• **Assignment**: Each record below must be returned exactly, with no line left out.
── Input ──
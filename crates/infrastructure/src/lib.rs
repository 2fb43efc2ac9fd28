//! Infrastructure layer - Adapters for external systems
//!
//! Implements ports defined in the application layer: the two-layer geo
//! cache, mapping API adapters, the WebSocket channel transport, plus
//! configuration loading, tracing setup and service wiring.

pub mod adapters;
pub mod cache;
pub mod config;
pub mod services;
pub mod telemetry;

pub use adapters::*;
pub use cache::{GeoCache, MokaCache, RedbCache};
pub use config::{AppConfig, CacheConfig, GeoLocationConfig};
pub use services::CoreServices;
pub use telemetry::{LogFormat, TelemetryConfig, TelemetryError, init_tracing};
───
• **Reply to the task**:
filename crates/infrastructure/src/lib.rs
repository 2fb43efc2ac9fd28
//! Infrastructure layer - Adapters for external systems
//!
//! Implements ports defined in the application layer: the two-layer geo
//! cache, mapping API adapters, the WebSocket channel transport, plus
//! configuration loading, tracing setup and service wiring.

pub mod adapters;
pub mod cache;
pub mod config;
pub mod services;
pub mod telemetry;

pub use adapters::*;
pub use cache::{GeoCache, MokaCache, RedbCache};
pub use config::{AppConfig, CacheConfig, GeoLocationConfig};
pub use services::CoreServices;
pub use telemetry::{LogFormat, TelemetryConfig, TelemetryError, init_tracing};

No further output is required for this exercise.